The Demon-Haunted World: Science as a Candle in the Dark by Carl Sagan 📚

This is one of my favourite books. So much of what is wrong with the world is within the pages of this book. Nostradamus would have been proud of Sagan.

“I have a foreboding of an America in my children’s or grandchildren’s time – when the United States is a service and information economy; when nearly all the manufacturing industries have slipped away to other countries; when awesome technological powers are in the hands of a very few, and no one representing the public interest can even grasp the issues; when the people have lost the ability to set their own agendas or knowledgeably question those in authority; when, clutching our crystals and nervously consulting our horoscopes, our critical faculties in decline, unable to distinguish between what feels good and what’s true, we slide, almost without noticing, back into superstition and darkness…

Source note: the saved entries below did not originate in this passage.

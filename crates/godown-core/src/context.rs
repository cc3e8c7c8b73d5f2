use crate::conditions::{breaches, ConditionEstimator};
use crate::config::GodownConfig;
use crate::crops;
use crate::error::Result;
use crate::model::{Facility, Lot};
use crate::store::{AlertStore, FacilityStore, LotFilter, LotStore};
use crate::types::Intent;
use crate::weather::WeatherProvider;
use chrono::Utc;
use std::collections::HashMap;
use std::sync::Arc;

// ---------------------------------------------------------------------------
// ContextBuilder
// ---------------------------------------------------------------------------

/// Formats current facility/lot/alert data as a bounded text block for the
/// view intents. Mutation and consent intents never reach this component.
pub struct ContextBuilder {
    facilities: Arc<dyn FacilityStore>,
    lots: Arc<dyn LotStore>,
    alerts: Arc<dyn AlertStore>,
    weather: Arc<dyn WeatherProvider>,
    estimator: Arc<dyn ConditionEstimator>,
    config: GodownConfig,
}

const NO_FACILITIES_HINT: &str =
    "You don't have any warehouses yet. Add one to start tracking your stock, e.g. \
     \"add a warehouse called Central in Nashik\".";

impl ContextBuilder {
    pub fn new(
        facilities: Arc<dyn FacilityStore>,
        lots: Arc<dyn LotStore>,
        alerts: Arc<dyn AlertStore>,
        weather: Arc<dyn WeatherProvider>,
        estimator: Arc<dyn ConditionEstimator>,
        config: GodownConfig,
    ) -> Self {
        Self {
            facilities,
            lots,
            alerts,
            weather,
            estimator,
            config,
        }
    }

    /// `Ok(None)` for any intent outside the view set.
    pub async fn build(&self, intent: Intent, user_id: &str) -> Result<Option<String>> {
        let context = match intent {
            Intent::ViewLots => self.lots_context(user_id).await?,
            Intent::ViewWarehouses => self.warehouses_context(user_id).await?,
            Intent::ViewAlerts => self.alerts_context(user_id).await?,
            Intent::ViewSummary => self.summary_context(user_id).await?,
            Intent::ViewConditions => self.conditions_context(user_id).await?,
            _ => return Ok(None),
        };
        Ok(Some(context))
    }

    async fn owned(&self, user_id: &str) -> Result<(Vec<Facility>, Vec<String>)> {
        let facilities = self.facilities.find_by_owner(user_id).await?;
        let ids = facilities.iter().map(|f| f.id.clone()).collect();
        Ok((facilities, ids))
    }

    // -----------------------------------------------------------------------
    // Formatters
    // -----------------------------------------------------------------------

    async fn lots_context(&self, user_id: &str) -> Result<String> {
        let (facilities, ids) = self.owned(user_id).await?;
        if facilities.is_empty() {
            return Ok(NO_FACILITIES_HINT.to_string());
        }
        let mut lots = self.lots.find_by_facilities(&ids, &LotFilter::default()).await?;
        if lots.is_empty() {
            return Ok(
                "No lots stored yet. Say \"add 200 quintals of onion\" to record one."
                    .to_string(),
            );
        }
        lots.sort_by(|a, b| b.created_at.cmp(&a.created_at));
        lots.truncate(self.config.max_context_lots);

        let names = facility_names_by_id(&facilities);
        let now = Utc::now();
        let mut out = vec!["Your lots (most recent first):".to_string()];
        for lot in &lots {
            out.push(format!(
                "- {} ({}): {} qtl at '{}' — condition {}, {} day(s) to sell-by, status {}",
                lot.crop,
                lot.code,
                lot.quantity_quintals,
                names.get(&lot.facility_id).map_or("unknown", |n| n),
                lot.condition,
                lot.days_to_sell_by(now),
                lot.status
            ));
        }
        Ok(out.join("\n"))
    }

    async fn warehouses_context(&self, user_id: &str) -> Result<String> {
        let (facilities, _) = self.owned(user_id).await?;
        if facilities.is_empty() {
            return Ok(NO_FACILITIES_HINT.to_string());
        }
        let mut out = vec!["Your warehouses:".to_string()];
        for f in &facilities {
            out.push(format!(
                "- {} ({}) in {} — {}/{} qtl used ({}%), {}",
                f.name,
                f.kind,
                f.city,
                f.used_capacity_quintals,
                f.capacity_quintals,
                f.fill_percent(),
                if f.active { "active" } else { "inactive" }
            ));
        }
        Ok(out.join("\n"))
    }

    async fn alerts_context(&self, user_id: &str) -> Result<String> {
        let (facilities, ids) = self.owned(user_id).await?;
        if facilities.is_empty() {
            return Ok(NO_FACILITIES_HINT.to_string());
        }
        let mut alerts = self.alerts.find_unresolved(&ids).await?;
        if alerts.is_empty() {
            return Ok("No active alerts. Your stock looks fine.".to_string());
        }
        alerts.sort_by(|a, b| b.created_at.cmp(&a.created_at));
        alerts.truncate(self.config.max_context_alerts);

        let names = facility_names_by_id(&facilities);
        let mut out = vec!["Active alerts (most recent first):".to_string()];
        for alert in &alerts {
            let subject = alert.crop.as_deref().unwrap_or("stock");
            out.push(format!(
                "- [{}] {} — {} at '{}'. {}",
                alert.severity,
                alert.message,
                subject,
                names.get(&alert.facility_id).map_or("unknown", |n| n),
                alert.recommendation
            ));
        }
        Ok(out.join("\n"))
    }

    async fn summary_context(&self, user_id: &str) -> Result<String> {
        let (facilities, ids) = self.owned(user_id).await?;
        if facilities.is_empty() {
            return Ok(NO_FACILITIES_HINT.to_string());
        }
        let lots = self.lots.find_by_facilities(&ids, &LotFilter::default()).await?;
        let alert_count = self.alerts.count_unresolved(&ids).await?;

        let total: f64 = facilities.iter().map(|f| f.capacity_quintals).sum();
        let used: f64 = facilities.iter().map(|f| f.used_capacity_quintals).sum();
        let free = (total - used).max(0.0);
        let degraded = lots.iter().filter(|l| l.condition.is_degraded()).count();
        let good = lots.len() - degraded;

        Ok(format!(
            "Summary: {} warehouse(s) with {} qtl total capacity ({} used, {} free). \
             {} lot(s) stored: {} in good shape, {} at risk or spoiled. \
             {} unresolved alert(s).",
            facilities.len(),
            total,
            used,
            free,
            lots.len(),
            good,
            degraded,
            alert_count
        ))
    }

    async fn conditions_context(&self, user_id: &str) -> Result<String> {
        let (facilities, _) = self.owned(user_id).await?;
        if facilities.is_empty() {
            return Ok(NO_FACILITIES_HINT.to_string());
        }

        let mut out = vec!["Storage conditions:".to_string()];
        for facility in &facilities {
            let ambient = self.weather.get_weather(&facility.city).await?;
            let inside = self.estimator.derive_conditions(&ambient, facility.kind);
            out.push(format!(
                "{} ({}, {}): ~{:.1}°C, {:.0}% RH inside (ambient {:.1}°C, {}).",
                facility.name,
                facility.kind,
                facility.city,
                inside.temp_c,
                inside.humidity_pct,
                ambient.temp_c,
                ambient.description
            ));
            if facility.is_near_capacity() {
                out.push(format!("  near capacity ({}% full)", facility.fill_percent()));
            }

            let lots = self
                .lots
                .find_by_facilities(&[facility.id.clone()], &LotFilter::default())
                .await?;
            for lot in lots.iter().filter(|l| l.status.is_active()) {
                out.push(self.lot_risk_line(lot, &inside));
            }
        }
        Ok(out.join("\n"))
    }

    fn lot_risk_line(&self, lot: &Lot, inside: &crate::conditions::StorageConditions) -> String {
        let Some(profile) = crops::by_name(&lot.crop) else {
            return format!("  - {} {}: unknown crop profile", lot.crop, lot.code);
        };
        let score = self.estimator.risk_score(lot, profile, inside);
        let breached = breaches(profile, inside);
        let mut line = format!("  - {} {}: risk {}/100", lot.crop, lot.code, score);
        if !breached.is_empty() {
            line.push_str(&format!(", threshold breach: {}", breached.join(", ")));
        }
        line
    }
}

fn facility_names_by_id(facilities: &[Facility]) -> HashMap<String, String> {
    facilities
        .iter()
        .map(|f| (f.id.clone(), f.name.clone()))
        .collect()
}

// ---------------------------------------------------------------------------
// Tests
// ---------------------------------------------------------------------------

#[cfg(test)]
mod tests {
    use super::*;
    use crate::conditions::DefaultEstimator;
    use crate::memstore::MemoryStore;
    use crate::model::{Alert, NewFacility, NewLot};
    use crate::types::{AlertSeverity, FacilityKind};
    use crate::weather::StaticWeather;

    struct Fixture {
        store: Arc<MemoryStore>,
        builder: ContextBuilder,
    }

    fn fixture_with_config(config: GodownConfig) -> Fixture {
        let store = Arc::new(MemoryStore::new());
        let builder = ContextBuilder::new(
            store.clone(),
            store.clone(),
            store.clone(),
            Arc::new(StaticWeather),
            Arc::new(DefaultEstimator),
            config,
        );
        Fixture { store, builder }
    }

    fn fixture() -> Fixture {
        fixture_with_config(GodownConfig::default())
    }

    async fn seed_facility(fx: &Fixture, name: &str, city: &str) -> Facility {
        FacilityStore::create(
            fx.store.as_ref(),
            NewFacility {
                owner_id: "u1".into(),
                name: name.into(),
                kind: FacilityKind::Dry,
                city: city.into(),
                capacity_quintals: 100.0,
            },
        )
        .await
        .unwrap()
    }

    async fn seed_lot(fx: &Fixture, facility_id: &str, crop: &str, quantity: f64) -> Lot {
        let profile = crops::by_name(crop).unwrap();
        LotStore::create(
            fx.store.as_ref(),
            NewLot {
                owner_id: "u1".into(),
                facility_id: facility_id.into(),
                crop: crop.into(),
                quantity_quintals: quantity,
                shelf_life_days: profile.shelf_life_days,
                sell_by: crops::sell_by(Utc::now(), profile),
            },
        )
        .await
        .unwrap()
    }

    #[tokio::test]
    async fn non_view_intents_return_none() {
        let fx = fixture();
        for intent in [Intent::AddLot, Intent::ConfirmAction, Intent::General] {
            assert!(fx.builder.build(intent, "u1").await.unwrap().is_none());
        }
    }

    #[tokio::test]
    async fn summary_with_no_facilities_suggests_creation() {
        let fx = fixture();
        let text = fx
            .builder
            .build(Intent::ViewSummary, "u1")
            .await
            .unwrap()
            .unwrap();
        assert!(text.contains("add a warehouse"), "{text}");
    }

    #[tokio::test]
    async fn summary_aggregates_counts() {
        let fx = fixture();
        let f = seed_facility(&fx, "Central", "Nashik").await;
        let lot = seed_lot(&fx, &f.id, "Onion", 40.0).await;
        seed_lot(&fx, &f.id, "Wheat", 10.0).await;
        fx.store.adjust_used_capacity(&f.id, 50.0).await.unwrap();
        fx.store
            .update(
                &lot.id,
                crate::model::LotPatch {
                    status: None,
                    condition: Some(crate::types::LotCondition::AtRisk),
                },
            )
            .await
            .unwrap();

        let text = fx
            .builder
            .build(Intent::ViewSummary, "u1")
            .await
            .unwrap()
            .unwrap();
        assert!(text.contains("1 warehouse(s)"), "{text}");
        assert!(text.contains("2 lot(s)"), "{text}");
        assert!(text.contains("1 in good shape"), "{text}");
        assert!(text.contains("1 at risk or spoiled"), "{text}");
    }

    #[tokio::test]
    async fn lots_context_lists_recent_lots_bounded() {
        let mut config = GodownConfig::default();
        config.max_context_lots = 2;
        let fx = fixture_with_config(config);
        let f = seed_facility(&fx, "Central", "Nashik").await;
        seed_lot(&fx, &f.id, "Onion", 10.0).await;
        seed_lot(&fx, &f.id, "Wheat", 10.0).await;
        seed_lot(&fx, &f.id, "Rice", 10.0).await;

        let text = fx
            .builder
            .build(Intent::ViewLots, "u1")
            .await
            .unwrap()
            .unwrap();
        let lot_lines = text.lines().filter(|l| l.starts_with("- ")).count();
        assert_eq!(lot_lines, 2, "{text}");
        assert!(text.contains("LOT-"), "{text}");
        assert!(text.contains("day(s) to sell-by"), "{text}");
    }

    #[tokio::test]
    async fn warehouses_context_shows_fill_percentage() {
        let fx = fixture();
        let f = seed_facility(&fx, "Central", "Nashik").await;
        fx.store.adjust_used_capacity(&f.id, 25.0).await.unwrap();

        let text = fx
            .builder
            .build(Intent::ViewWarehouses, "u1")
            .await
            .unwrap()
            .unwrap();
        assert!(text.contains("25/100 qtl used (25%)"), "{text}");
        assert!(text.contains("active"), "{text}");
    }

    #[tokio::test]
    async fn alerts_context_lists_unresolved() {
        let fx = fixture();
        let f = seed_facility(&fx, "Central", "Nashik").await;
        fx.store
            .push_alert(Alert {
                id: "a1".into(),
                facility_id: f.id.clone(),
                lot_id: None,
                crop: Some("Onion".into()),
                severity: AlertSeverity::Warning,
                message: "Humidity above safe range".into(),
                recommendation: "Ventilate the stack.".into(),
                resolved: false,
                created_at: Utc::now(),
            })
            .await;

        let text = fx
            .builder
            .build(Intent::ViewAlerts, "u1")
            .await
            .unwrap()
            .unwrap();
        assert!(text.contains("[warning]"), "{text}");
        assert!(text.contains("Humidity above safe range"), "{text}");
        assert!(text.contains("Ventilate"), "{text}");
    }

    #[tokio::test]
    async fn alerts_context_empty_is_reassuring() {
        let fx = fixture();
        seed_facility(&fx, "Central", "Nashik").await;
        let text = fx
            .builder
            .build(Intent::ViewAlerts, "u1")
            .await
            .unwrap()
            .unwrap();
        assert!(text.contains("No active alerts"), "{text}");
    }

    #[tokio::test]
    async fn conditions_context_scores_active_lots() {
        let fx = fixture();
        let f = seed_facility(&fx, "Central", "Nashik").await;
        seed_lot(&fx, &f.id, "Onion", 95.0).await;
        fx.store.adjust_used_capacity(&f.id, 95.0).await.unwrap();

        let text = fx
            .builder
            .build(Intent::ViewConditions, "u1")
            .await
            .unwrap()
            .unwrap();
        assert!(text.contains("Central (dry, Nashik)"), "{text}");
        assert!(text.contains("near capacity (95% full)"), "{text}");
        assert!(text.contains("risk "), "{text}");
    }
}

The dumbing down of American is most evident in the slow decay of substantive content in the enormously influential media, the 30 second sound bites (now down to 10 seconds or less), lowest common denominator programming, credulous presentations on pseudoscience and superstition, but especially a kind of celebration of ignorance.”

And

“We’ve arranged a global civilization in which most crucial elements profoundly depend on science and technology. We have also arranged things so that almost no one understands science and technology. This is a prescription for disaster. We might get away with it for a while, but sooner or later this combustible mixture of ignorance and power is going to blow up in our faces.”

Sadly, Sagan’s children were the ones to experience this, life didn’t need to wait for his grandchildren. The “lowest common denominator programming” is now quite literally “programming”. Algorithms on social media sites promote behaviours to motivate the most base of instincts, all to keep you on the site for as long as possible.

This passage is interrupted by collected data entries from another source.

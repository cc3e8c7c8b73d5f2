use crate::crops;
use crate::error::{GodownError, Result};
use crate::model::{Alert, Facility, Lot, LotPatch, NewEvent, NewFacility, NewLot, StockEvent};
use crate::store::{AlertStore, EventStore, FacilityStore, LotFilter, LotStore};
use crate::types::{LotCondition, LotStatus};
use async_trait::async_trait;
use chrono::Utc;
use std::collections::HashMap;
use tokio::sync::RwLock;
use uuid::Uuid;

// ---------------------------------------------------------------------------
// MemoryStore
// ---------------------------------------------------------------------------

/// In-memory backend implementing every collaborator seam. Backs the
/// single-node server and the test suites; a deployment can swap in a real
/// database behind the same traits without touching the core.
#[derive(Default)]
pub struct MemoryStore {
    facilities: RwLock<HashMap<String, Facility>>,
    lots: RwLock<HashMap<String, Lot>>,
    alerts: RwLock<Vec<Alert>>,
    events: RwLock<Vec<StockEvent>>,
}

fn new_id() -> String {
    Uuid::new_v4().to_string()
}

fn lot_code(id: &str) -> String {
    let tail: String = id
        .chars()
        .filter(|c| c.is_ascii_alphanumeric())
        .take(6)
        .collect();
    format!("LOT-{}", tail.to_uppercase())
}

impl MemoryStore {
    pub fn new() -> Self {
        Self::default()
    }

    /// Seed an alert directly; alerts are produced by the threshold
    /// evaluator, which lives behind the seam.
    pub async fn push_alert(&self, alert: Alert) {
        self.alerts.write().await.push(alert);
    }

    pub async fn events(&self) -> Vec<StockEvent> {
        self.events.read().await.clone()
    }
}

#[async_trait]
impl FacilityStore for MemoryStore {
    async fn find_by_owner(&self, owner_id: &str) -> Result<Vec<Facility>> {
        let facilities = self.facilities.read().await;
        let mut out: Vec<Facility> = facilities
            .values()
            .filter(|f| f.owner_id == owner_id)
            .cloned()
            .collect();
        out.sort_by(|a, b| a.created_at.cmp(&b.created_at));
        Ok(out)
    }

    async fn find_by_id(&self, id: &str, owner_id: &str) -> Result<Option<Facility>> {
        let facilities = self.facilities.read().await;
        Ok(facilities
            .get(id)
            .filter(|f| f.owner_id == owner_id)
            .cloned())
    }

    async fn create(&self, fields: NewFacility) -> Result<Facility> {
        if fields.capacity_quintals <= 0.0 {
            return Err(GodownError::InvalidCapacity(fields.capacity_quintals));
        }
        let facility = Facility {
            id: new_id(),
            owner_id: fields.owner_id,
            name: fields.name,
            kind: fields.kind,
            city: fields.city,
            capacity_quintals: fields.capacity_quintals,
            used_capacity_quintals: 0.0,
            active: true,
            created_at: Utc::now(),
        };
        self.facilities
            .write()
            .await
            .insert(facility.id.clone(), facility.clone());
        Ok(facility)
    }

    async fn adjust_used_capacity(&self, id: &str, delta_quintals: f64) -> Result<()> {
        let mut facilities = self.facilities.write().await;
        let facility = facilities
            .get_mut(id)
            .ok_or_else(|| GodownError::FacilityNotFound(id.to_string()))?;
        facility.used_capacity_quintals =
            (facility.used_capacity_quintals + delta_quintals).max(0.0);
        Ok(())
    }
}

#[async_trait]
impl LotStore for MemoryStore {
    async fn find_by_facilities(
        &self,
        facility_ids: &[String],
        filter: &LotFilter,
    ) -> Result<Vec<Lot>> {
        let lots = self.lots.read().await;
        let mut out: Vec<Lot> = lots
            .values()
            .filter(|l| facility_ids.contains(&l.facility_id))
            .filter(|l| filter.matches(l))
            .cloned()
            .collect();
        out.sort_by(|a, b| b.created_at.cmp(&a.created_at));
        Ok(out)
    }

    async fn create(&self, fields: NewLot) -> Result<Lot> {
        if crops::by_name(&fields.crop).is_none() {
            return Err(GodownError::UnknownCrop(fields.crop));
        }
        let id = new_id();
        let lot = Lot {
            code: lot_code(&id),
            id,
            owner_id: fields.owner_id,
            facility_id: fields.facility_id,
            crop: fields.crop,
            quantity_quintals: fields.quantity_quintals,
            status: LotStatus::Stored,
            condition: LotCondition::Good,
            shelf_life_days: fields.shelf_life_days,
            sell_by: fields.sell_by,
            created_at: Utc::now(),
        };
        self.lots.write().await.insert(lot.id.clone(), lot.clone());
        Ok(lot)
    }

    async fn update(&self, id: &str, patch: LotPatch) -> Result<Lot> {
        let mut lots = self.lots.write().await;
        let lot = lots
            .get_mut(id)
            .ok_or_else(|| GodownError::LotNotFound(id.to_string()))?;
        if let Some(status) = patch.status {
            lot.status = status;
        }
        if let Some(condition) = patch.condition {
            lot.condition = condition;
        }
        Ok(lot.clone())
    }

    async fn delete(&self, id: &str) -> Result<()> {
        let mut lots = self.lots.write().await;
        lots.remove(id)
            .map(|_| ())
            .ok_or_else(|| GodownError::LotNotFound(id.to_string()))
    }
}

#[async_trait]
impl AlertStore for MemoryStore {
    async fn find_unresolved(&self, facility_ids: &[String]) -> Result<Vec<Alert>> {
        let alerts = self.alerts.read().await;
        let mut out: Vec<Alert> = alerts
            .iter()
            .filter(|a| !a.resolved && facility_ids.contains(&a.facility_id))
            .cloned()
            .collect();
        out.sort_by(|a, b| b.created_at.cmp(&a.created_at));
        Ok(out)
    }

    async fn count_unresolved(&self, facility_ids: &[String]) -> Result<usize> {
        Ok(self.find_unresolved(facility_ids).await?.len())
    }
}

#[async_trait]
impl EventStore for MemoryStore {
    async fn append(&self, fields: NewEvent) -> Result<StockEvent> {
        let event = StockEvent {
            id: new_id(),
            owner_id: fields.owner_id,
            facility_id: fields.facility_id,
            lot_id: fields.lot_id,
            kind: fields.kind,
            detail: fields.detail,
            created_at: Utc::now(),
        };
        self.events.write().await.push(event.clone());
        Ok(event)
    }
}

// ---------------------------------------------------------------------------
// Tests
// ---------------------------------------------------------------------------

#[cfg(test)]
mod tests {
    use super::*;
    use crate::types::FacilityKind;

    fn new_facility(owner: &str, name: &str) -> NewFacility {
        NewFacility {
            owner_id: owner.into(),
            name: name.into(),
            kind: FacilityKind::Dry,
            city: "Nashik".into(),
            capacity_quintals: 500.0,
        }
    }

    async fn seeded_lot(store: &MemoryStore, facility_id: &str, crop: &str) -> Lot {
        let profile = crops::by_name(crop).unwrap();
        LotStore::create(
            store,
            NewLot {
                owner_id: "u1".into(),
                facility_id: facility_id.into(),
                crop: crop.into(),
                quantity_quintals: 10.0,
                shelf_life_days: profile.shelf_life_days,
                sell_by: crops::sell_by(Utc::now(), profile),
            },
        )
        .await
        .unwrap()
    }

    #[tokio::test]
    async fn facility_ownership_is_enforced_on_lookup() {
        let store = MemoryStore::new();
        let f = FacilityStore::create(&store, new_facility("u1", "Central"))
            .await
            .unwrap();

        assert!(store.find_by_id(&f.id, "u1").await.unwrap().is_some());
        assert!(store.find_by_id(&f.id, "u2").await.unwrap().is_none());
    }

    #[tokio::test]
    async fn create_rejects_nonpositive_capacity() {
        let store = MemoryStore::new();
        let mut fields = new_facility("u1", "Central");
        fields.capacity_quintals = 0.0;
        assert!(matches!(
            FacilityStore::create(&store, fields).await,
            Err(GodownError::InvalidCapacity(_))
        ));
    }

    #[tokio::test]
    async fn used_capacity_clamps_at_zero() {
        let store = MemoryStore::new();
        let f = FacilityStore::create(&store, new_facility("u1", "Central"))
            .await
            .unwrap();
        store.adjust_used_capacity(&f.id, 30.0).await.unwrap();
        store.adjust_used_capacity(&f.id, -50.0).await.unwrap();

        let loaded = store.find_by_id(&f.id, "u1").await.unwrap().unwrap();
        assert_eq!(loaded.used_capacity_quintals, 0.0);
    }

    #[tokio::test]
    async fn lot_create_assigns_code_and_defaults() {
        let store = MemoryStore::new();
        let f = FacilityStore::create(&store, new_facility("u1", "Central"))
            .await
            .unwrap();
        let lot = seeded_lot(&store, &f.id, "Onion").await;

        assert!(lot.code.starts_with("LOT-"));
        assert_eq!(lot.status, LotStatus::Stored);
        assert_eq!(lot.condition, LotCondition::Good);
    }

    #[tokio::test]
    async fn lot_create_rejects_unknown_crop() {
        let store = MemoryStore::new();
        let result = LotStore::create(
            &store,
            NewLot {
                owner_id: "u1".into(),
                facility_id: "f1".into(),
                crop: "Durian".into(),
                quantity_quintals: 10.0,
                shelf_life_days: 10,
                sell_by: Utc::now(),
            },
        )
        .await;
        assert!(matches!(result, Err(GodownError::UnknownCrop(_))));
    }

    #[tokio::test]
    async fn lots_filter_by_crop_and_sort_newest_first() {
        let store = MemoryStore::new();
        let f = FacilityStore::create(&store, new_facility("u1", "Central"))
            .await
            .unwrap();
        seeded_lot(&store, &f.id, "Onion").await;
        seeded_lot(&store, &f.id, "Wheat").await;

        let ids = vec![f.id.clone()];
        let all = store
            .find_by_facilities(&ids, &LotFilter::default())
            .await
            .unwrap();
        assert_eq!(all.len(), 2);

        let onions = store
            .find_by_facilities(&ids, &LotFilter::for_crop("onion"))
            .await
            .unwrap();
        assert_eq!(onions.len(), 1);
        assert_eq!(onions[0].crop, "Onion");
    }

    #[tokio::test]
    async fn update_patches_only_requested_fields() {
        let store = MemoryStore::new();
        let f = FacilityStore::create(&store, new_facility("u1", "Central"))
            .await
            .unwrap();
        let lot = seeded_lot(&store, &f.id, "Onion").await;

        let updated = store
            .update(
                &lot.id,
                LotPatch {
                    status: Some(LotStatus::Sold),
                    condition: None,
                },
            )
            .await
            .unwrap();
        assert_eq!(updated.status, LotStatus::Sold);
        assert_eq!(updated.condition, LotCondition::Good);
    }

    #[tokio::test]
    async fn delete_missing_lot_errors() {
        let store = MemoryStore::new();
        assert!(matches!(
            LotStore::delete(&store, "nope").await,
            Err(GodownError::LotNotFound(_))
        ));
    }

    #[tokio::test]
    async fn events_append_in_order() {
        let store = MemoryStore::new();
        for detail in ["first", "second"] {
            store
                .append(NewEvent {
                    owner_id: "u1".into(),
                    facility_id: "f1".into(),
                    lot_id: None,
                    kind: crate::types::EventKind::LotCreated,
                    detail: detail.into(),
                })
                .await
                .unwrap();
        }
        let events = store.events().await;
        assert_eq!(events.len(), 2);
        assert_eq!(events[0].detail, "first");
        assert_eq!(events[1].detail, "second");
    }
}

Science, or more precisely, teaching the scientific method, is one of few ways I can see a survival for mankind in the long term.

“One of the reasons for its success is that science has a built-in, error-correcting machinery at its very heart. Some may consider this an overbroad characterization, but to me every time we exercise self-criticism, every time we test our ideas against the outside world, we are doing science. When we are self-indulgent and uncritical, when we confuse hopes and facts, we slide into pseudoscience and superstition.”

Every day, I see more evidence of this kind of backsliding. A mixture of religion and emotive nationalism fuels it. MAGA ideology is based on emotion, rather than data and logical hypothesis.

“I worry that, especially as the Millennium edges nearer, pseudoscience and superstition will seem year by year more tempting, the siren song of unreason more sonorous and attractive. Where have we heard it before? Whenever our ethnic or national prejudices are aroused, in times of scarcity, during challenges to national self-esteem or nerve, when we agonize about our diminished cosmic place and purpose, or when fanaticism is bubbling up around us - then, habits of thought familiar from ages past reach for the controls.

The candle flame gutters. Its little pool of light trembles. Darkness gathers. The demons begin to stir.”

I know it’s just me getting old, but it’s difficult to believe that Sagan died 28 years ago. The Millennium has long since past. Children born at the time of his death are well into the prime of their lives. But his words just keep getting louder as the years go by. The demons, they are a stirring.

But the book isn’t just a scary vision of the here and now, it’s a call to how to fix many of the world’s ills.

“Deluded or not, supporters of superstition and pseudoscience are human beings with real feelings, who, like the skeptics, are trying to figure out how the world works and what our role in it might be. Their motives are in many cases consonant with science. If their culture has not given them all the tools they need to pursue this great quest, let us temper our criticism with kindness. None of us comes fully equipped.”

Sagan has a critical lens, yes. But that lens is rooted in compassion and hope for his fellow man. I often listen to the audiobook when I’m feeling despair about the state of the world. There is a way forward that doesn’t end in the destruction of the world we’ve created. This book should be near the center of any path forward. It definitely is for me.